The guide turned to face us as the coach bowled along, down the volcano side which was a bit scary.  She said in a thick Spanish accent, “hwen we stop, here hyou will eat hall sorts of things you have never tasted before…..” I was excited!

It turned out to be salad and chips, very, very salty and cold lentil soup, chicken in a watery sauce, something in batter, I couldn`t really tell what it was it might have been fish once but in any event it was very old and rubbery and a paella which was all clumped together in ancient, sticky pieces.  It was quite revolting and when we were served “red wine” it smelt like something you would clean your kitchen surfaces with. Even Tone didn`t attempt to drink it!  If Gordon Ramsey had come in he would`ve closed the place down.  “What the fuck!”

Our last stop was at Manrique`s home which he constructed and linked together out of five, enormous caves formed by a previous flow of lava.  They were lava tunnels from some ancient volcanic eruption.  It`s now an art museum displaying work of his and other famous artists like Miro.  The caves have been plastered and like the pools are curved and tactile and whitewashed.
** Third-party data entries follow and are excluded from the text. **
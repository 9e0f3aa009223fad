// SPDX-License-Identifier: MIT
// Copyright (c) 2026 ADNT Sarl <info@adnt.io>

//! Command implementations for card staging and dry runs.

use std::fs::{self, File};
use std::io::Write;
use std::path::Path;

use anyhow::{bail, Context, Result};
use crc::{Crc, CRC_32_ISO_HDLC};
use indicatif::{ProgressBar, ProgressStyle};

use sdboot_common::error::UpdateError;
use sdboot_common::layout::PROGRAM_REGION_SIZE;
use sdboot_common::status::StatusReporter;
use sdboot_common::update::{Outcome, UpdateAttempt, UpdateConfig};
use sdboot_common::ErrorCode;

use crate::card::{find_image, DirFilesystem};
use crate::sim::{SimulatedRegion, Stdout, VirtualLed};

const CRC32: Crc<u32> = Crc::<u32>::new(&CRC_32_ISO_HDLC);
const CHUNK_SIZE: usize = 64 * 1024;

fn check_fits(len: usize) -> Result<()> {
    if len > PROGRAM_REGION_SIZE as usize {
        bail!(
            "Image is {} bytes, the program region holds {} bytes",
            len,
            PROGRAM_REGION_SIZE
        );
    }
    Ok(())
}

/// Copy an image onto the card root under `name`.
pub fn stage(file: &Path, card: &Path, name: &str) -> Result<()> {
    let firmware = fs::read(file).with_context(|| format!("Failed to read {}", file.display()))?;
    check_fits(firmware.len())?;
    if !card.is_dir() {
        bail!("Card directory {} does not exist", card.display());
    }

    // Replace an image staged under another letter case
    if let Some(existing) = find_image(card, name)? {
        fs::remove_file(&existing)
            .with_context(|| format!("Failed to remove {}", existing.display()))?;
    }

    let size = firmware.len();
    let crc32 = CRC32.checksum(&firmware);
    println!(
        "Firmware: {} ({} bytes, CRC32: 0x{:08x})",
        file.display(),
        size,
        crc32
    );

    let target = card.join(name);
    let mut out =
        File::create(&target).with_context(|| format!("Failed to create {}", target.display()))?;

    let pb = ProgressBar::new(size as u64);
    pb.set_style(
        ProgressStyle::default_bar()
            .template(
                "{spinner:.green} [{elapsed_precise}] [{bar:40.cyan/blue}] {bytes}/{total_bytes} ({eta})",
            )?
            .progress_chars("#>-"),
    );

    let mut written = 0usize;
    for chunk in firmware.chunks(CHUNK_SIZE) {
        if let Err(e) = out.write_all(chunk) {
            pb.abandon();
            return Err(e).with_context(|| format!("Write failed at offset {}", written));
        }
        written += chunk.len();
        pb.set_position(written as u64);
    }
    out.sync_all().context("Failed to flush the card")?;
    pb.finish_with_message("Copy complete");

    let readback = fs::read(&target).context("Failed to read the staged image back")?;
    if CRC32.checksum(&readback) != crc32 || readback.len() != size {
        bail!("Read-back of {} does not match the image", target.display());
    }

    println!();
    println!("Staged as {}.", target.display());
    println!("Insert the card and reset the device to apply it.");
    Ok(())
}

/// Describe what is staged on the card.
pub fn status(card: &Path, name: &str) -> Result<()> {
    let Some(path) = find_image(card, name)
        .with_context(|| format!("Failed to list {}", card.display()))?
    else {
        println!("No {} on {}.", name, card.display());
        return Ok(());
    };

    let image = fs::read(&path).with_context(|| format!("Failed to read {}", path.display()))?;
    println!("Card Status:");
    println!("  Image:    {}", path.display());
    println!("  Size:     {} bytes", image.len());
    println!("  CRC32:    0x{:08x}", CRC32.checksum(&image));
    println!(
        "  Fits:     {} ({} bytes available)",
        if image.len() <= PROGRAM_REGION_SIZE as usize { "yes" } else { "no" },
        PROGRAM_REGION_SIZE
    );
    Ok(())
}

/// Result of one attempt against the card and a simulated region.
pub struct Simulation {
    pub result: Result<Outcome, UpdateError>,
    pub region: SimulatedRegion,
    pub step: VirtualLed,
    pub progress: VirtualLed,
}

/// Run the update sequence exactly as the device would, logging to `console`.
pub fn simulate_attempt<W: std::fmt::Write>(
    card: &Path,
    name: &str,
    region: SimulatedRegion,
    console: W,
) -> Simulation {
    let mut region = region;
    let mut fs = DirFilesystem::new(card);
    let mut status = StatusReporter::new(
        console,
        VirtualLed::new("step"),
        VirtualLed::new("progress"),
    );
    let config = UpdateConfig {
        image_name: name,
        ..UpdateConfig::default()
    };

    let result = UpdateAttempt::new(&config, &mut status).run(&mut fs, &mut region);
    let (_, step, progress) = status.release();
    Simulation {
        result,
        region,
        step,
        progress,
    }
}

/// Dry-run the device's update against the card.
pub fn simulate(card: &Path, name: &str, keep: bool) -> Result<()> {
    // A missing card is reported by the attempt itself
    let staged = match find_image(card, name).ok().flatten() {
        Some(path) if keep => {
            let image =
                fs::read(&path).with_context(|| format!("Failed to read {}", path.display()))?;
            Some((image, path))
        }
        _ => None,
    };

    println!("Simulating update from {}", card.display());
    let sim = simulate_attempt(card, name, SimulatedRegion::new(), Stdout);

    if let Some((image, path)) = &staged {
        if !path.exists() {
            fs::write(path, image)
                .with_context(|| format!("Failed to restore {}", path.display()))?;
            println!("Restored {}.", path.display());
        }
    }

    println!();
    println!("{}", sim.step);
    println!("{}", sim.progress);
    println!(
        "Flash: {} erase(s), {} unit(s) programmed, {} word(s) verified",
        sim.region.erases, sim.region.units_written, sim.region.words_read
    );

    let code = ErrorCode::of(&sim.result);
    match sim.result {
        Ok(Outcome::NoImage) => println!("Result: {} (nothing to update)", code),
        Ok(Outcome::Updated { size }) => {
            println!("Result: {} ({} bytes applied)", code, size);
            if let Some((image, _)) = &staged {
                if sim.region.contents()[..image.len()] != image[..] {
                    bail!("Simulated region does not match the image");
                }
            }
        }
        Err(e) => bail!("Update failed with {}: {}", code, e),
    }
    Ok(())
}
They are on two levels with another fabulous swimming pool and gardens on the bottom level.  It soon became clear from comment and conjecture that Manrique was a gay man.  There is a definite air of gay nightclub about the caves and lots of photographs of him surrounded by gorgeous looking bronzed and adoring young men.  “He had a girlfriend,”  our guide comments as if reading our thoughts,  “about forty years ago, but tragically she died from cancer.  So that is why he never had another girlfriend,” she gave the passengers from the coach her best sad look but nobody was buying it.  As if it matters!
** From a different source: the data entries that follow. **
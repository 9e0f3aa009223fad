// SPDX-License-Identifier: MIT
// Copyright (c) 2026 ADNT Sarl <info@adnt.io>

//! Program memory: the flash driver seam and the sequential writer used by
//! the update sequence.

use crate::error::{FlashError, UpdateError};
use crate::layout::{PROGRAM_UNIT, VERIFY_UNIT};

/// Flash driver for the application region.
///
/// Offsets are relative to `base()`.
pub trait ProgramMemory {
    /// Absolute address of the first byte of the region.
    fn base(&self) -> u32;
    /// Size of the region in bytes. Only whole program units of it are
    /// usable, see [`ProgramWriter::usable_capacity`].
    fn capacity(&self) -> u32;

    /// Prepare the controller for erase/program operations.
    fn init(&mut self);
    /// Erase the whole region.
    fn erase(&mut self) -> Result<(), FlashError>;

    fn begin(&mut self);
    /// Program one unit at `offset`. Offsets arrive in increasing order.
    fn write_unit(&mut self, offset: u32, unit: [u8; PROGRAM_UNIT]) -> Result<(), FlashError>;
    /// Commit anything still buffered.
    fn end(&mut self) -> Result<(), FlashError>;

    fn read_word(&mut self, offset: u32) -> u32;
}

/// Erase-then-append writer over a [`ProgramMemory`].
///
/// Units are written back to back from the region base. Nothing can be
/// programmed until the region has been erased through this writer.
pub struct ProgramWriter<'p, P: ProgramMemory> {
    flash: &'p mut P,
    erased: bool,
    next_offset: u32,
}

impl<'p, P: ProgramMemory> ProgramWriter<'p, P> {
    pub fn new(flash: &'p mut P) -> Self {
        Self {
            flash,
            erased: false,
            next_offset: 0,
        }
    }

    pub fn base(&self) -> u32 {
        self.flash.base()
    }

    pub fn capacity(&self) -> u32 {
        self.flash.capacity()
    }

    /// Bytes that whole program units can cover.
    pub fn usable_capacity(&self) -> u32 {
        let capacity = self.flash.capacity();
        capacity - capacity % PROGRAM_UNIT as u32
    }

    /// Reject images that do not fit the region once padded to whole units.
    pub fn check_size(&self, len: u32) -> Result<(), UpdateError> {
        let capacity = self.usable_capacity();
        if len > capacity {
            return Err(UpdateError::ImageTooLarge {
                size: len,
                capacity,
            });
        }
        Ok(())
    }

    pub fn erase(&mut self) -> Result<(), FlashError> {
        self.flash.init();
        self.flash.erase()?;
        self.erased = true;
        self.next_offset = 0;
        Ok(())
    }

    pub fn begin(&mut self) {
        self.flash.begin();
    }

    /// Program the next unit. `word` holds the image bytes in little-endian order.
    pub fn write_next(&mut self, word: u64) -> Result<(), FlashError> {
        if !self.erased {
            return Err(FlashError::NotErased);
        }
        let end = self.next_offset as u64 + PROGRAM_UNIT as u64;
        if end > self.flash.capacity() as u64 {
            return Err(FlashError::OutOfBounds);
        }

        self.flash.write_unit(self.next_offset, word.to_le_bytes())?;
        self.next_offset += PROGRAM_UNIT as u32;
        Ok(())
    }

    pub fn end(&mut self) -> Result<(), FlashError> {
        self.flash.end()
    }

    /// Bytes programmed so far, padding included.
    pub fn written(&self) -> u32 {
        self.next_offset
    }

    /// Read back one verification word at `offset`.
    pub fn read_back(&mut self, offset: u32) -> u32 {
        debug_assert_eq!(offset as usize % VERIFY_UNIT, 0);
        self.flash.read_word(offset)
    }
}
Tragically, Manrique died when he was 73 in a spectacular car crash. The guide hints that he may have been drunk so at least we can hope that he died a happy man, he was certainly a generous one.

Hurrah!  We were going home the following day.  I was peeling everywhere.  I missed Leslie a lot that week and on Friday evening I sent him a forlorn little text asking him if I could go and see him on Sunday.  In the middle of the night his reply woke me up briefly, “That`d be lovely and we can have a bite to eat if you like.  Love you Hel.”  I fell asleep happy and looking forward to the flight home.
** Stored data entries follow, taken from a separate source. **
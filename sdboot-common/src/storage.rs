// SPDX-License-Identifier: MIT
// Copyright (c) 2026 ADNT Sarl <info@adnt.io>

//! Removable storage: the filesystem driver seam, the mount session and the
//! firmware image handle.
//!
//! The session owns the mounted medium for one update attempt. The image
//! handle borrows the session mutably, so a file must be closed (or dropped)
//! before it can be deleted or the medium ejected.

use crate::error::FsError;

/// Filesystem driver for the removable medium.
///
/// Operations are synchronous. `read` may return fewer bytes than requested
/// anywhere in the file; `Ok(0)` means end of file.
pub trait Filesystem {
    type File;

    fn mount(&mut self) -> Result<(), FsError>;
    fn unmount(&mut self) -> Result<(), FsError>;

    fn open(&mut self, name: &str) -> Result<Self::File, FsError>;
    fn size(&self, file: &Self::File) -> u32;
    fn read(&mut self, file: &mut Self::File, buf: &mut [u8]) -> Result<usize, FsError>;
    fn close(&mut self, file: Self::File) -> Result<(), FsError>;

    fn delete(&mut self, name: &str) -> Result<(), FsError>;
}

/// A mounted medium. Unmounted exactly once, by `eject` or on drop.
///
/// A failed mount still releases the driver, so every attempt unmounts once.
pub struct StorageSession<'f, F: Filesystem> {
    fs: &'f mut F,
    mounted: bool,
}

impl<'f, F: Filesystem> StorageSession<'f, F> {
    pub fn mount(fs: &'f mut F) -> Result<Self, FsError> {
        if let Err(e) = fs.mount() {
            let _ = fs.unmount();
            return Err(e);
        }
        Ok(Self { fs, mounted: true })
    }

    pub fn is_mounted(&self) -> bool {
        self.mounted
    }

    /// Open a file on the medium for sequential reading.
    pub fn open_image(&mut self, name: &str) -> Result<ImageFile<'_, F>, FsError> {
        let file = self.fs.open(name)?;
        let size = self.fs.size(&file);
        Ok(ImageFile {
            fs: &mut *self.fs,
            file: Some(file),
            size,
            position: 0,
        })
    }

    pub fn delete(&mut self, name: &str) -> Result<(), FsError> {
        self.fs.delete(name)
    }

    /// Unmount the medium.
    ///
    /// Returns the driver's complaint, if any, the first time; later calls are
    /// no-ops. The session is unusable afterwards either way.
    pub fn eject(&mut self) -> Option<FsError> {
        if !self.mounted {
            return None;
        }
        self.mounted = false;
        self.fs.unmount().err()
    }
}

impl<F: Filesystem> Drop for StorageSession<'_, F> {
    fn drop(&mut self) {
        let _ = self.eject();
    }
}

/// The open firmware image.
pub struct ImageFile<'s, F: Filesystem> {
    fs: &'s mut F,
    file: Option<F::File>,
    size: u32,
    position: u32,
}

impl<F: Filesystem> ImageFile<'_, F> {
    pub fn size(&self) -> u32 {
        self.size
    }

    /// Bytes consumed so far.
    pub fn position(&self) -> u32 {
        self.position
    }

    /// Fill `buf` from the stream.
    ///
    /// Keeps reading across short driver reads, so a result smaller than
    /// `buf.len()` only happens at the end of the file. `Ok(0)` is end of file.
    pub fn read_chunk(&mut self, buf: &mut [u8]) -> Result<usize, FsError> {
        let Some(file) = self.file.as_mut() else {
            return Ok(0);
        };

        let mut filled = 0;
        while filled < buf.len() {
            let n = self.fs.read(file, &mut buf[filled..])?;
            if n == 0 {
                break;
            }
            filled += n;
        }

        self.position += filled as u32;
        Ok(filled)
    }

    pub fn close(mut self) -> Result<(), FsError> {
        match self.file.take() {
            Some(file) => self.fs.close(file),
            None => Ok(()),
        }
    }
}

impl<F: Filesystem> Drop for ImageFile<'_, F> {
    fn drop(&mut self) {
        if let Some(file) = self.file.take() {
            let _ = self.fs.close(file);
        }
    }
}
I love the Canaries, cheap and cheerful and pretty and lovely. I`d go back to Luz Y Mar again, just not in August when it is packed and VERY hot, there is no air conditioning at the apartments. I must just mention the cleaner, she looked like Patty and Selma from the Simpsons and was a right old battle axe. We tipped her 10 euros and she still moaned at us in Spanish and clanked around noisily and turfed us out 20 minutes before we needed to go. Miserable git! Hah!

For anyone who wonders, Tony`s cough did get better, thank heavens it was just one of those things.